Como se ve, San Francisco, en su última voluntad, dictada a Santa Clara, hace mucho hincapié en que “no se aparten de la pobreza”. ¿Por qué esta insistencia en vivir la pobreza?
Visto con ojos humanos, la riqueza parece mucho más conveniente que la pobreza, incluso para la difusión del Reino de Dios: por ejemplo, con riqueza material, se poseen medios en mayor cantidad y calidad, se puede llegar a más cantidad de gente, y se pueden hacer muchas obras de beneficencia. Con la pobreza en cambio, todo esto se hace, si no imposible, muy difícil de alcanzar.

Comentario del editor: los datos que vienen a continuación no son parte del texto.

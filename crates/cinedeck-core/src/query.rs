//! Search query state and its URL query-string form.

use std::fmt;
use std::str::FromStr;

use anyhow::bail;
use serde::{Deserialize, Serialize};
use url::form_urlencoded;

/// Path of the search view in deep links.
pub const SEARCH_PATH: &str = "/search";

/// Which result list is on screen.
#[derive(Debug, Clone, Copy, Default, PartialEq, Eq, Hash, Serialize, Deserialize)]
#[serde(rename_all = "lowercase")]
pub enum Tab {
    /// Movies and TV shows together.
    #[default]
    All,
    /// Movies only.
    Movies,
    /// TV shows only.
    Tv,
}

impl Tab {
    /// Every tab, in display order.
    pub const ALL: [Self; 3] = [Self::All, Self::Movies, Self::Tv];

    /// URL parameter value.
    #[must_use]
    pub const fn as_str(self) -> &'static str {
        match self {
            Self::All => "all",
            Self::Movies => "movies",
            Self::Tv => "tv",
        }
    }

    /// Tab to the right, wrapping around.
    #[must_use]
    pub const fn next(self) -> Self {
        match self {
            Self::All => Self::Movies,
            Self::Movies => Self::Tv,
            Self::Tv => Self::All,
        }
    }

    /// Tab to the left, wrapping around.
    #[must_use]
    pub const fn previous(self) -> Self {
        match self {
            Self::All => Self::Tv,
            Self::Movies => Self::All,
            Self::Tv => Self::Movies,
        }
    }
}

impl fmt::Display for Tab {
    fn fmt(&self, f: &mut fmt::Formatter<'_>) -> fmt::Result {
        f.write_str(self.as_str())
    }
}

impl FromStr for Tab {
    type Err = anyhow::Error;

    fn from_str(s: &str) -> Result<Self, Self::Err> {
        match s {
            "all" => Ok(Self::All),
            "movies" => Ok(Self::Movies),
            "tv" => Ok(Self::Tv),
            other => bail!("unknown tab: {other} (expected all, movies or tv)"),
        }
    }
}

/// Results per page. Only 20, 40 and 60 are offered.
#[derive(Debug, Clone, Copy, Default, PartialEq, Eq, Hash, Serialize, Deserialize)]
#[serde(try_from = "u32", into = "u32")]
pub enum PageSize {
    /// 20 results.
    #[default]
    Twenty,
    /// 40 results.
    Forty,
    /// 60 results.
    Sixty,
}

impl PageSize {
    /// Every page size, ascending.
    pub const ALL: [Self; 3] = [Self::Twenty, Self::Forty, Self::Sixty];

    /// Number of results.
    #[must_use]
    pub const fn get(self) -> u32 {
        match self {
            Self::Twenty => 20,
            Self::Forty => 40,
            Self::Sixty => 60,
        }
    }

    /// Next larger size, wrapping to the smallest.
    #[must_use]
    pub const fn cycle(self) -> Self {
        match self {
            Self::Twenty => Self::Forty,
            Self::Forty => Self::Sixty,
            Self::Sixty => Self::Twenty,
        }
    }
}

impl TryFrom<u32> for PageSize {
    type Error = anyhow::Error;

    fn try_from(value: u32) -> Result<Self, Self::Error> {
        match value {
            20 => Ok(Self::Twenty),
            40 => Ok(Self::Forty),
            60 => Ok(Self::Sixty),
            other => bail!("unsupported page size: {other} (expected 20, 40 or 60)"),
        }
    }
}

impl From<PageSize> for u32 {
    fn from(size: PageSize) -> Self {
        size.get()
    }
}

impl FromStr for PageSize {
    type Err = anyhow::Error;

    fn from_str(s: &str) -> Result<Self, Self::Err> {
        let value: u32 = s
            .trim()
            .parse()
            .map_err(|_| anyhow::anyhow!("invalid page size: {s}"))?;
        Self::try_from(value)
    }
}

impl fmt::Display for PageSize {
    fn fmt(&self, f: &mut fmt::Formatter<'_>) -> fmt::Result {
        write!(f, "{}", self.get())
    }
}

/// Everything that identifies what the search view shows.
#[derive(Debug, Clone, PartialEq, Eq)]
pub struct SearchQuery {
    /// Search text.
    pub text: String,
    /// Results per page, shared by both lists.
    pub page_size: PageSize,
    /// 1-based page of the movie list.
    pub movie_page: u32,
    /// 1-based page of the TV list.
    pub tv_page: u32,
    /// Visible tab.
    pub tab: Tab,
}

impl Default for SearchQuery {
    fn default() -> Self {
        Self {
            text: String::new(),
            page_size: PageSize::default(),
            movie_page: 1,
            tv_page: 1,
            tab: Tab::default(),
        }
    }
}

impl SearchQuery {
    /// Creates a query for `text` with every other field at its default.
    #[must_use]
    pub fn new(text: impl Into<String>) -> Self {
        Self {
            text: text.into(),
            ..Self::default()
        }
    }

    /// Replaces the text. Both pages go back to 1 when it changes.
    ///
    /// Returns `true` when the text changed.
    pub fn set_text(&mut self, text: &str) -> bool {
        if self.text == text {
            return false;
        }
        self.text = String::from(text);
        self.reset_pages();
        true
    }

    /// Replaces the page size and sends both pages back to 1.
    pub const fn set_page_size(&mut self, page_size: PageSize) {
        self.page_size = page_size;
        self.reset_pages();
    }

    const fn reset_pages(&mut self) {
        self.movie_page = 1;
        self.tv_page = 1;
    }

    /// Parses URL parameters (`q`, `tab`, `moviePage`, `tvPage`, `pageSize`).
    ///
    /// Accepts a bare query string, one with a leading `?`, or a full
    /// `/search?...` path. Missing or invalid values fall back to defaults.
    #[must_use]
    pub fn from_query_string(input: &str) -> Self {
        let raw = input.split_once('?').map_or(input, |(_, rest)| rest);
        let mut query = Self::default();
        for (key, value) in form_urlencoded::parse(raw.as_bytes()) {
            match key.as_ref() {
                "q" => query.text = value.into_owned(),
                "tab" => query.tab = value.parse().unwrap_or_default(),
                "moviePage" => query.movie_page = parse_page(&value),
                "tvPage" => query.tv_page = parse_page(&value),
                "pageSize" => query.page_size = value.parse().unwrap_or_default(),
                other => tracing::debug!(param = other, "Ignoring unknown search parameter"),
            }
        }
        query
    }

    /// Serializes to a query string, omitting parameters at their default.
    #[must_use]
    pub fn to_query_string(&self) -> String {
        let mut serializer = form_urlencoded::Serializer::new(String::new());
        if !self.text.is_empty() {
            serializer.append_pair("q", &self.text);
        }
        if self.tab != Tab::All {
            serializer.append_pair("tab", self.tab.as_str());
        }
        if self.movie_page != 1 {
            serializer.append_pair("moviePage", &self.movie_page.to_string());
        }
        if self.tv_page != 1 {
            serializer.append_pair("tvPage", &self.tv_page.to_string());
        }
        if self.page_size != PageSize::Twenty {
            serializer.append_pair("pageSize", &self.page_size.to_string());
        }
        serializer.finish()
    }

    /// Deep link to the search view, e.g. `/search?q=batman&tab=tv`.
    #[must_use]
    pub fn deep_link(&self) -> String {
        let params = self.to_query_string();
        if params.is_empty() {
            String::from(SEARCH_PATH)
        } else {
            format!("{SEARCH_PATH}?{params}")
        }
    }
}

/// Parses a 1-based page number; anything else becomes 1.
fn parse_page(value: &str) -> u32 {
    value.trim().parse::<u32>().ok().filter(|p| *p >= 1).unwrap_or(1)
}

#[cfg(test)]
mod tests {
    #![allow(clippy::unwrap_used)]

    use super::*;

    #[test]
    fn test_default_query_serializes_empty() {
        // Arrange
        let query = SearchQuery::default();

        // Act & Assert
        assert_eq!(query.to_query_string(), "");
        assert_eq!(query.deep_link(), "/search");
    }

    #[test]
    fn test_non_default_params_are_written() {
        // Arrange
        let query = SearchQuery {
            text: String::from("the office"),
            page_size: PageSize::Forty,
            movie_page: 3,
            tv_page: 1,
            tab: Tab::Tv,
        };

        // Act
        let link = query.deep_link();

        // Assert
        assert_eq!(link, "/search?q=the+office&tab=tv&moviePage=3&pageSize=40");
    }

    #[test]
    fn test_query_string_round_trip() {
        // Arrange
        let query = SearchQuery {
            text: String::from("Amélie & co"),
            page_size: PageSize::Sixty,
            movie_page: 2,
            tv_page: 5,
            tab: Tab::Movies,
        };

        // Act
        let parsed = SearchQuery::from_query_string(&query.to_query_string());

        // Assert
        assert_eq!(parsed, query);
    }

    #[test]
    fn test_parse_accepts_full_path() {
        // Act
        let query = SearchQuery::from_query_string("/search?q=batman&tvPage=4");

        // Assert
        assert_eq!(query.text, "batman");
        assert_eq!(query.tv_page, 4);
        assert_eq!(query.movie_page, 1);
    }

    #[test]
    fn test_malformed_values_degrade_to_defaults() {
        // Act
        let query = SearchQuery::from_query_string(
            "?q=x&tab=music&moviePage=0&tvPage=abc&pageSize=25&extra=1",
        );

        // Assert
        assert_eq!(query.tab, Tab::All);
        assert_eq!(query.movie_page, 1);
        assert_eq!(query.tv_page, 1);
        assert_eq!(query.page_size, PageSize::Twenty);
    }

    #[test]
    fn test_set_text_resets_pages_only_on_change() {
        // Arrange
        let mut query = SearchQuery::new("batman");
        query.movie_page = 3;
        query.tv_page = 2;

        // Act & Assert
        assert!(!query.set_text("batman"));
        assert_eq!(query.movie_page, 3);
        assert!(query.set_text("superman"));
        assert_eq!((query.movie_page, query.tv_page), (1, 1));
    }

    #[test]
    fn test_set_page_size_resets_pages() {
        // Arrange
        let mut query = SearchQuery::new("batman");
        query.movie_page = 3;
        query.tv_page = 2;

        // Act
        query.set_page_size(PageSize::Forty);

        // Assert
        assert_eq!((query.movie_page, query.tv_page), (1, 1));
        assert_eq!(query.page_size.get(), 40);
    }

    #[test]
    fn test_page_size_parsing() {
        assert_eq!("40".parse::<PageSize>().unwrap(), PageSize::Forty);
        assert!("50".parse::<PageSize>().is_err());
        assert!(PageSize::try_from(0).is_err());
        assert_eq!(PageSize::Sixty.cycle(), PageSize::Twenty);
    }

    #[test]
    fn test_tab_cycle() {
        assert_eq!(Tab::All.next(), Tab::Movies);
        assert_eq!(Tab::All.previous(), Tab::Tv);
        assert_eq!("tv".parse::<Tab>().unwrap(), Tab::Tv);
    }
}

Sin embargo, a pesar de las aparentes conveniencias de poseer riquezas materiales, San Francisco recomienda con insistencia a Santa Clara “no apartarse de la pobreza”.
El motivo es que San Francisco recomienda la pobreza material, porque así el cristiano –y mucho más, el alma consagrada, como Santa Clara- se acerca más a Cristo pobre, en su Encarnación y en la cruz.
Cristo es pobre en la Encarnación, porque siendo Dios omnipotente, Dueño absolutamente de todo el universo, riquísimo en la abundancia exuberante de su Ser divino, se vuelve pobre, al asumir nuestra condición humana, tan limitada y tan necesitada de todo. Siendo Él el Dios Todopoderoso, decide encarnarse y asumir una naturaleza humana, que comparada con la inagotable riqueza del Ser divino, es igual a la nada. En la Encarnación, el Hijo de Dios, el Esplendor del Padre, el reflejo de la gloria del Padre, Aquel que fue engendrado entre esplendores celestiales en la eternidad, Aquel que es adorado por los ángeles y por los santos, posee en la Encarnación nada más que un cuerpo y un alma humana, un pobre pesebre hecho por su padre terreno adoptivo, San José, y una delicada manta tejida por su Madre, que es la Madre de Dios, para atenuar un poco el intenso frío de la Noche de Belén. Esos son todos los bienes materiales que posee Cristo Dios en la Encarnación.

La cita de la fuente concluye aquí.